It's been a long time.
Summer means gardening, and that's where I've been a lot this season.
I have found the therapeutic value of getting up from my desk/easel/computer and heading outside to dig in the dirt.
and the rewards of all the planting are blessing me right now.
I have glorious sunflowers (that my daughter, Ola planted) reaching their pretty faces up toward the light. They are one of my favorite things in the yard.
In French they are called 'tournesol" which means "turn toward the sun."
I was stewing over a particular problem.
My mind was chewing on it over and over, thinking of the negative side of this situation, not knowing where the solution would be.

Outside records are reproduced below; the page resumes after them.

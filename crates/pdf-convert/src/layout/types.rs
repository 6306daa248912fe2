//! Layout data types for page assembly
//!
//! All lengths are millimetres. Rectangles use a top-left origin, the way
//! the page is read; the PDF writer flips them into PDF user space.

use crate::constants::mm_to_pt;
use crate::types::{ConvertError, Orientation, PaperSize, Result};

/// A rectangle on the page, in millimetres, origin at the top-left corner
#[derive(Debug, Clone, Copy, PartialEq, Default)]
pub struct PlacementRect {
    /// Left edge
    pub x: f32,
    /// Top edge (measured downwards from the top of the page)
    pub y: f32,
    pub width: f32,
    pub height: f32,
}

impl PlacementRect {
    pub fn new(x: f32, y: f32, width: f32, height: f32) -> Self {
        Self {
            x,
            y,
            width,
            height,
        }
    }

    /// Shift the rectangle by the given offsets
    pub fn offset(self, dx: f32, dy: f32) -> Self {
        Self {
            x: self.x + dx,
            y: self.y + dy,
            ..self
        }
    }

    /// Right edge x coordinate
    pub fn right(&self) -> f32 {
        self.x + self.width
    }

    /// Bottom edge y coordinate
    pub fn bottom(&self) -> f32 {
        self.y + self.height
    }

    pub fn aspect_ratio(&self) -> f32 {
        self.width / self.height
    }
}

/// Physical page description used to build every page of a document.
///
/// Construct through [`PageGeometry::new`] or [`PageGeometry::from_paper`];
/// both reject margins that leave no usable area.
#[derive(Debug, Clone, Copy, PartialEq)]
pub struct PageGeometry {
    page_width_mm: f32,
    page_height_mm: f32,
    margin_mm: f32,
    spacing_mm: f32,
}

impl PageGeometry {
    pub fn new(
        page_width_mm: f32,
        page_height_mm: f32,
        margin_mm: f32,
        spacing_mm: f32,
    ) -> Result<Self> {
        let geometry = Self {
            page_width_mm,
            page_height_mm,
            margin_mm,
            spacing_mm,
        };
        geometry.validate()?;
        Ok(geometry)
    }

    pub fn from_paper(
        paper: PaperSize,
        orientation: Orientation,
        margin_mm: f32,
        spacing_mm: f32,
    ) -> Result<Self> {
        let (w, h) = paper.dimensions_with_orientation(orientation);
        Self::new(w, h, margin_mm, spacing_mm)
    }

    fn validate(&self) -> Result<()> {
        // NaN fails every comparison below, so it is rejected too
        if !(self.page_width_mm > 0.0 && self.page_height_mm > 0.0) {
            return Err(ConvertError::InvalidGeometry(format!(
                "page size must be positive, got {} x {} mm",
                self.page_width_mm, self.page_height_mm
            )));
        }
        if !(self.margin_mm >= 0.0) {
            return Err(ConvertError::InvalidGeometry(format!(
                "margin must not be negative, got {} mm",
                self.margin_mm
            )));
        }
        if !(self.spacing_mm >= 0.0) {
            return Err(ConvertError::InvalidGeometry(format!(
                "spacing must not be negative, got {} mm",
                self.spacing_mm
            )));
        }
        if !(self.usable_width_mm() > 0.0 && self.usable_height_mm() > 0.0) {
            return Err(ConvertError::InvalidGeometry(format!(
                "a {} mm margin leaves no usable area on a {} x {} mm page",
                self.margin_mm, self.page_width_mm, self.page_height_mm
            )));
        }
        Ok(())
    }

    pub fn page_width_mm(&self) -> f32 {
        self.page_width_mm
    }

    pub fn page_height_mm(&self) -> f32 {
        self.page_height_mm
    }

    pub fn margin_mm(&self) -> f32 {
        self.margin_mm
    }

    pub fn spacing_mm(&self) -> f32 {
        self.spacing_mm
    }

    pub fn usable_width_mm(&self) -> f32 {
        self.page_width_mm - 2.0 * self.margin_mm
    }

    pub fn usable_height_mm(&self) -> f32 {
        self.page_height_mm - 2.0 * self.margin_mm
    }

    /// The page area inside the margins
    pub fn usable_rect(&self) -> PlacementRect {
        PlacementRect::new(
            self.margin_mm,
            self.margin_mm,
            self.usable_width_mm(),
            self.usable_height_mm(),
        )
    }

    /// Page size in PDF points
    pub fn page_size_pt(&self) -> (f32, f32) {
        (mm_to_pt(self.page_width_mm), mm_to_pt(self.page_height_mm))
    }
}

So I have learned in these cases that going off to my journal to work - something I have not done in quite a while, is a good way to redirect nagging thoughts. I had some photos of my glorious sunflowers, so I cut out one, tore out the other. ('cuz cutting can be pretty tedious.)
Gluing them down, then adding some dressmaking pattern paper, some washi tape, some ink, some words . . .
Suddenly, it made sense.
The flowers turn toward the light.
They don't worry about the shadow side.
Perhaps my own mind could try this same thing with my problem, turn toward the light.

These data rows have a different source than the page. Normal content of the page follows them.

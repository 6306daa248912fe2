//! Native renderer for assembled pages

use image::RgbaImage;
use image::imageops::{self, FilterType};

use crate::codec;
use crate::constants::mm_to_pt;
use crate::layout::Page;
use crate::types::{ConvertError, Result};

use super::{RasterPage, allocate_surface, surface_size};

impl RasterPage for Page {
    fn page_size_pt(&self) -> (f32, f32) {
        self.geometry().page_size_pt()
    }

    fn render(&self, scale: f32) -> Result<RgbaImage> {
        let (width, height) = surface_size(self.page_size_pt(), scale);
        let mut canvas = allocate_surface(width, height)?;

        let visible = self.visible_rect();
        if visible.width <= 0.0 || visible.height <= 0.0 {
            return Ok(canvas);
        }

        let to_px = |mm: f32| (mm_to_pt(mm) as f64 * scale as f64).round() as i64;
        let left = to_px(visible.x);
        let top = to_px(visible.y);
        let target_w = (to_px(visible.right()) - left).max(1) as u32;
        let target_h = (to_px(visible.bottom()) - top).max(1) as u32;

        let decoded = codec::decode(self.image()).map_err(|e| ConvertError::PageRenderFailure {
            page_index: 0,
            reason: e.to_string(),
        })?;

        // Only the part of the source inside the clip is resized
        let placement = self.placement();
        let (src_w, src_h) = (decoded.width() as f32, decoded.height() as f32);
        let crop_x = ((visible.x - placement.x) / placement.width * src_w).floor().max(0.0) as u32;
        let crop_y = ((visible.y - placement.y) / placement.height * src_h).floor().max(0.0) as u32;
        let crop_w = (visible.width / placement.width * src_w).round().max(1.0) as u32;
        let crop_h = (visible.height / placement.height * src_h).round().max(1.0) as u32;
        let crop_w = crop_w.min(decoded.width().saturating_sub(crop_x)).max(1);
        let crop_h = crop_h.min(decoded.height().saturating_sub(crop_y)).max(1);

        let cropped = decoded.crop_imm(crop_x, crop_y, crop_w, crop_h);
        let resized = cropped.resize_exact(target_w, target_h, FilterType::Lanczos3).to_rgba8();

        log::debug!(
            "Rendering {} into {}x{} px at {},{} on a {}x{} surface",
            self.image().name(),
            target_w,
            target_h,
            left,
            top,
            width,
            height
        );

        imageops::overlay(&mut canvas, &resized, left, top);
        Ok(canvas)
    }
}
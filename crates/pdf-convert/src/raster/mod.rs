//! Page rasterization
//!
//! Any page that knows its size and can paint itself at a scale implements
//! [`RasterPage`]. Assembled pages render natively through `image`; pages of
//! arbitrary PDFs render through pdfium when the `pdfium` feature is on.

mod native;
#[cfg(feature = "pdfium")]
mod pdfium;

use image::RgbaImage;
use tokio::sync::mpsc;

use crate::constants::MAX_SURFACE_PIXELS;
use crate::options::check_render_scale;
use crate::types::{ConvertError, Result};
use crate::worker::WorkerPool;

#[cfg(feature = "pdfium")]
pub use pdfium::{PdfiumPage, PdfiumRenderer, init_pdfium, load_pdf_pages};

/// A page that can be rendered to pixels
pub trait RasterPage: Send + Sync + 'static {
    /// Page size in PDF points (1/72 inch)
    fn page_size_pt(&self) -> (f32, f32);

    /// Paint the page onto a surface of [`surface_size`] pixels
    fn render(&self, scale: f32) -> Result<RgbaImage>;
}

/// One item of a multi-page rasterization
#[derive(Debug)]
pub struct RasterizedPage {
    pub page_index: usize,
    pub result: Result<RgbaImage>,
}

/// Pixel size of a page rendered at `scale`: `floor(points * scale)` per axis
pub fn surface_size(page_size_pt: (f32, f32), scale: f32) -> (u32, u32) {
    let (w, h) = page_size_pt;
    let to_px = |pt: f32| {
        let px = (pt as f64 * scale as f64).floor();
        px.clamp(0.0, u32::MAX as f64) as u32
    };
    (to_px(w), to_px(h))
}

/// Render a single page
pub fn rasterize<P: RasterPage + ?Sized>(page: &P, scale: f32) -> Result<RgbaImage> {
    check_render_scale(scale)?;
    page.render(scale)
}

/// Render every page on `pool`, streaming results as they finish.
///
/// Items arrive in completion order, tagged with their index. A failed page
/// does not stop the others. Dropping the receiver abandons pages that have
/// not started yet.
pub fn rasterize_pages<P: RasterPage>(
    pool: &WorkerPool,
    pages: Vec<P>,
    scale: f32,
) -> Result<mpsc::UnboundedReceiver<RasterizedPage>> {
    check_render_scale(scale)?;

    let (tx, rx) = mpsc::unbounded_channel();
    for (page_index, page) in pages.into_iter().enumerate() {
        let handle = pool.dispatch(move || page.render(scale));
        let tx = tx.clone();
        tokio::spawn(async move {
            tokio::select! {
                _ = tx.closed() => {
                    log::debug!("Receiver gone, abandoning page {}", page_index);
                }
                result = handle.join() => {
                    let result = result.map_err(|e| e.at_page(page_index));
                    if let Err(e) = &result {
                        log::warn!("Page {} failed to render: {}", page_index, e);
                    }
                    let _ = tx.send(RasterizedPage { page_index, result });
                }
            }
        });
    }

    Ok(rx)
}

/// Byte length of a `width` x `height` RGBA surface, refusing sizes that
/// cannot be backed
pub(crate) fn check_surface(width: u32, height: u32) -> Result<usize> {
    if width == 0 || height == 0 {
        return Err(surface_failure(format!(
            "empty {}x{} surface",
            width, height
        )));
    }
    let pixels = (width as u64) * (height as u64);
    if pixels > MAX_SURFACE_PIXELS {
        return Err(surface_failure(format!(
            "{}x{} surface exceeds the {} pixel limit",
            width, height, MAX_SURFACE_PIXELS
        )));
    }
    usize::try_from(pixels * 4)
        .map_err(|_| surface_failure(format!("{}x{} surface is too large", width, height)))
}

/// Allocate a white surface
pub(crate) fn allocate_surface(width: u32, height: u32) -> Result<RgbaImage> {
    let len = check_surface(width, height)?;
    let mut buffer = Vec::new();
    if let Err(e) = buffer.try_reserve_exact(len) {
        return Err(surface_failure(format!(
            "cannot allocate {}x{} surface: {}",
            width, height, e
        )));
    }
    buffer.resize(len, 255);

    RgbaImage::from_raw(width, height, buffer).ok_or_else(|| {
        surface_failure(format!(
            "surface buffer does not match {}x{}",
            width, height
        ))
    })
}

fn surface_failure(reason: String) -> ConvertError {
    ConvertError::PageRenderFailure {
        page_index: 0,
        reason,
    }
}

impl ConvertError {
    /// Attach the page index to a render failure
    pub(crate) fn at_page(self, index: usize) -> Self {
        match self {
            ConvertError::PageRenderFailure { reason, .. } => ConvertError::PageRenderFailure {
                page_index: index,
                reason,
            },
            other => other,
        }
    }
}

Yes, the difficulty is still there, but the higher choice in my mind is to choose the brighter outlook.
Seems like such a small thing to realize, yet it took my picking up my journal, doing some collage, some ink and glue and just messing around with something that delighted me to remind myself to turn toward the light.
This is why I journal.
"Turn your face to the sun and the shadows fall behind you."